◆ Saved data entries:
________________________________________

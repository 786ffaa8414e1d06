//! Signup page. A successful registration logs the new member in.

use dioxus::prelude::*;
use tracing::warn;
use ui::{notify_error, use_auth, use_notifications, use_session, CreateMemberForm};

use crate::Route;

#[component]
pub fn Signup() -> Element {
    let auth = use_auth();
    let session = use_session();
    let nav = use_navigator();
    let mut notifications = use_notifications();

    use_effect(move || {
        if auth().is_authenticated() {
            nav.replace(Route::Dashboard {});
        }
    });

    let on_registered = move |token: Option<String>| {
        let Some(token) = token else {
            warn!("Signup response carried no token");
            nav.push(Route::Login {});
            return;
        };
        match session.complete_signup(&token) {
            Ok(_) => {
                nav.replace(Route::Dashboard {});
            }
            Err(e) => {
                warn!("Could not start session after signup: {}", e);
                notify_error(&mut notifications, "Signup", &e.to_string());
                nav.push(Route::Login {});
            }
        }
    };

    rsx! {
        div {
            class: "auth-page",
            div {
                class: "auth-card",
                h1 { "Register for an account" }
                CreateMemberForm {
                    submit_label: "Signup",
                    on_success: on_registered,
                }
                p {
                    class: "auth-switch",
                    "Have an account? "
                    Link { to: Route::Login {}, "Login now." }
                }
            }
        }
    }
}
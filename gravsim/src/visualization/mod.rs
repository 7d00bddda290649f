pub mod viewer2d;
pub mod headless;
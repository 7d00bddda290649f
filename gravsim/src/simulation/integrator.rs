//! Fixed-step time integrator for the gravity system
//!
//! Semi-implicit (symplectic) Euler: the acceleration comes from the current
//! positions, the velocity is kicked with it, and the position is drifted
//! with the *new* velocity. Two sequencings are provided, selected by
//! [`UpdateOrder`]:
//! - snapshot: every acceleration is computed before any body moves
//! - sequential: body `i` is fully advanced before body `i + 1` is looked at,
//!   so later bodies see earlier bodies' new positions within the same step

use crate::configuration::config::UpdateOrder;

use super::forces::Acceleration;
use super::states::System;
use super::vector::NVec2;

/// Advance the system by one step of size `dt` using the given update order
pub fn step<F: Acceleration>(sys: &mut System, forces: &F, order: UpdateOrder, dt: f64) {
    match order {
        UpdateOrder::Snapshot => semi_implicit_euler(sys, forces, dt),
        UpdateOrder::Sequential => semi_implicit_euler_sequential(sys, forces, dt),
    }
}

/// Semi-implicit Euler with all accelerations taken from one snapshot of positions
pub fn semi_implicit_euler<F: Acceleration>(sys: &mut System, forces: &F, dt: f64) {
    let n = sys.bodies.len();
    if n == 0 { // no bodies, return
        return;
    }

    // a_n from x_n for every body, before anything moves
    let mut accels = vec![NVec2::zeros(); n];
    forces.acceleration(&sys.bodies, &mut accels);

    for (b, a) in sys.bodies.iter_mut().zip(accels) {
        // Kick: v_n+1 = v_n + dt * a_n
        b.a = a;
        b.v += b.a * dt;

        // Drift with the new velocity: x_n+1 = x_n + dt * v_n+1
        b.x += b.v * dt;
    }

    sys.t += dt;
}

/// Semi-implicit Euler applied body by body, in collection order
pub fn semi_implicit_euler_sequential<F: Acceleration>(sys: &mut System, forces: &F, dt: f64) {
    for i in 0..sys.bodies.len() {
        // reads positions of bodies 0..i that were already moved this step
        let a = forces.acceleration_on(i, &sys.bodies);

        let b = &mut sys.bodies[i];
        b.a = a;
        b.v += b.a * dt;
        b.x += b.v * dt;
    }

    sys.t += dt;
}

________________________________________

Give back exactly the lines from the one that contains "no bodies, return" to the end of the data above, both of those lines included.

◆ Solution to this task:
    if n == 0 { // no bodies, return
        return;
    }

    // a_n from x_n for every body, before anything moves
    let mut accels = vec![NVec2::zeros(); n];
    forces.acceleration(&sys.bodies, &mut accels);

    for (b, a) in sys.bodies.iter_mut().zip(accels) {
        // Kick: v_n+1 = v_n + dt * a_n
        b.a = a;
        b.v += b.a * dt;

        // Drift with the new velocity: x_n+1 = x_n + dt * v_n+1
        b.x += b.v * dt;
    }

    sys.t += dt;
}

/// Semi-implicit Euler applied body by body, in collection order
pub fn semi_implicit_euler_sequential<F: Acceleration>(sys: &mut System, forces: &F, dt: f64) {
    for i in 0..sys.bodies.len() {
        // reads positions of bodies 0..i that were already moved this step
        let a = forces.acceleration_on(i, &sys.bodies);

        let b = &mut sys.bodies[i];
        b.a = a;
        b.v += b.a * dt;
        b.x += b.v * dt;
    }

    sys.t += dt;
}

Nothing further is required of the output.